As I've been trying to improve my scripture reading I've had to start small. No intense study plan for me; I literally flip open and read. Over and over again I've flipped to this scripture, even though nothing on the page is marked. Every time I read this verse and feel it is significant, but I don't understand. "But who may abide the day of his coming, and who shall stand when he appeareth? For he is like a refiner's fire, and like a fuller's soap." The thought that would come to my mind every time is "Who is a fuller, and what is special about his soap?" (3 Neph 24:2). I've always been too lazy to look it up, until today (It only took 20 times or reading it, give or take. Don't worry, God, I catch on eventually).
The fuller is a person who cleanses cloth before it is dyed. The soap was clay, chalk, putrid urine, or powdered ashes. The process of pounding and scrubbing the soap to remove all grim and to whiten the fabric was quite the ordeal and the soap caused quite a stench, so much so it was done outside the city walls.

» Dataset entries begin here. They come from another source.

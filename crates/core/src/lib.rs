//! Core game logic module - pure, deterministic, and testable
//!
//! This module contains all the game rules and simulation state. It has
//! **zero dependencies** on UI or I/O, making it:
//!
//! - **Deterministic**: the same input sequence produces identical sessions
//! - **Testable**: every rule is exercised without a live render surface
//! - **Portable**: can run in any environment (terminal, headless)
//!
//! # Module Structure
//!
//! - [`game`]: ball, paddle, and the per-tick simulation step
//! - [`bricks`]: the 5x3 destructible brick grid with collision hit testing
//! - [`snapshot`]: render-facing copies of the state, decoupled from stepping
//!
//! # Game Rules
//!
//! Classic breakout on a fixed arena:
//!
//! - The ball reflects off the left, right, and top edges; reflection is
//!   applied to the velocity before the position update, per axis.
//! - The first visible brick containing the ball centre (column-major scan)
//!   is destroyed; vertical velocity reflects once and the score increments.
//! - At the bottom edge the paddle returns the ball; a miss costs a life and
//!   re-serves ball and paddle at their initial positions.
//! - All bricks destroyed ends the session with Win; zero lives ends it
//!   with GameOver. Either way the session freezes until [`GameState::reset`].
//!
//! # Example
//!
//! ```
//! use tui_breakout_core::GameState;
//! use tui_breakout_types::{InputSnapshot, ARENA_HEIGHT, ARENA_WIDTH};
//!
//! let mut game = GameState::new(ARENA_WIDTH, ARENA_HEIGHT);
//! let report = game.tick(&InputSnapshot::IDLE);
//! assert!(report.terminal.is_none());
//! ```
//!
//! # Timing
//!
//! The simulation is a fixed-timestep loop: velocities are in pixels per
//! tick, and the host calls [`GameState::tick`] once per
//! [`TICK_MS`](tui_breakout_types::TICK_MS) interval.

pub mod bricks;
pub mod game;
pub mod snapshot;

pub use tui_breakout_types as types;

// Re-export commonly used types for convenience
pub use bricks::BrickGrid;
pub use game::{Ball, GameState, Paddle, Phase, TickReport};
pub use snapshot::{BallSnapshot, GameSnapshot, PaddleSnapshot};
//! Terminal breakout runner (default binary).
//!
//! Fixed 16 ms timestep: render the current snapshot, poll input until the
//! next tick deadline, sample one input snapshot, step the simulation. On a
//! terminal condition the loop keeps showing the overlay until the player
//! restarts (full state reset) or quits.

use std::time::{Duration, Instant};

use anyhow::Result;
use crossterm::event::{self, Event, KeyEventKind, MouseEventKind};

use tui_breakout::core::{GameSnapshot, GameState, Phase};
use tui_breakout::input::{is_restart, should_quit, InputTracker};
use tui_breakout::term::{FrameBuffer, GameView, TerminalRenderer, Viewport};
use tui_breakout::types::{InputSnapshot, ARENA_HEIGHT, ARENA_WIDTH, TICK_MS};

fn main() -> Result<()> {
    let mut term = TerminalRenderer::new();
    term.enter()?;

    let result = run(&mut term);

    // Always try to restore terminal state.
    let _ = term.exit();
    result
}

fn run(term: &mut TerminalRenderer) -> Result<()> {
    let mut game = GameState::new(ARENA_WIDTH, ARENA_HEIGHT);
    let view = GameView::default();
    let mut tracker = InputTracker::new();

    let mut snap = GameSnapshot::default();
    let mut fb = FrameBuffer::new(0, 0);

    let mut last_tick = Instant::now();
    let tick_duration = Duration::from_millis(TICK_MS as u64);

    loop {
        // Render.
        let (w, h) = crossterm::terminal::size().unwrap_or((80, 24));
        let viewport = Viewport::new(w, h);
        game.snapshot_into(&mut snap);
        view.render_into(&snap, viewport, &mut fb);
        term.draw_swap(&mut fb)?;

        // Input with timeout until next tick.
        let timeout = tick_duration
            .checked_sub(last_tick.elapsed())
            .unwrap_or_else(|| Duration::from_secs(0));

        if event::poll(timeout)? {
            match event::read()? {
                Event::Key(key) => match key.kind {
                    // Repeat refreshes the held state in terminals that
                    // only deliver auto-repeated presses.
                    KeyEventKind::Press | KeyEventKind::Repeat => {
                        if should_quit(key) {
                            return Ok(());
                        }
                        if game.phase().is_terminal() {
                            if is_restart(key.code) {
                                game.reset();
                                tracker.reset();
                                last_tick = Instant::now();
                            }
                        } else {
                            tracker.handle_key_press(key.code);
                        }
                    }
                    KeyEventKind::Release => {
                        tracker.handle_key_release(key.code);
                    }
                },
                Event::Mouse(me) => {
                    if matches!(
                        me.kind,
                        MouseEventKind::Moved | MouseEventKind::Drag(_)
                    ) {
                        tracker.handle_pointer_col(me.column);
                    }
                }
                Event::Resize(..) => {
                    term.invalidate();
                }
                _ => {}
            }
        }

        // Tick.
        if last_tick.elapsed() >= tick_duration {
            last_tick = Instant::now();

            if game.phase() == Phase::Running {
                let sampled = tracker.sample();
                let input = InputSnapshot {
                    left: sampled.left,
                    right: sampled.right,
                    pointer_x: sampled
                        .pointer_col
                        .map(|col| view.arena_x_at(game.arena_width(), viewport, col)),
                };
                game.tick(&input);
            }
        }
    }
}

The process was quite extensive and what struck me most is that it was messy, and stinky, and that the cloth, to become white, took a beating.
When reading this verse again the message took new meaning. It reminded me of times when I've felt discouraged. It reminded of times when I've tried living the gospel better and life got harder. It reminded me of all those times I've felt beaten down when all I wanted was to be built up. And some thing clicked and suddenly those times seemed beautiful.
I realized that Christ, as the fuller's soap, is sometimes bitter, and stinky, and the process of following him beats us down. Not because he hates us, not because he wants to beat us down, not because he likes making our life stinking miserable, but because he knows it is what needs to happen to remove the grime and the dinginess so that we can be white and pure, and ready to be what he needs us to be. Ready for the dye to be cast as He would have it.
I'd be lying to say this makes me feel better about trials. In fact it makes me feel rather uncomfortable and makes me want to call my husband and check on my baby to make sure they are okay, worried that taking them is the trial I need to endure next. But it did make me feel better about that time I got cut down on Facebook, or felt like a failure at my internship, or felt left out and stupid, or like my life as I'd imagined it was going down the drain. I realize now that it was going down the drain, as Christ washed the grime away as a fuller's soap, and that it is opening up new possibilities that will be wonderful and splendid if I just hold on and trust that this cleansing of my life, my time, and my talents, is brining me to something that will bring unimaginable joy.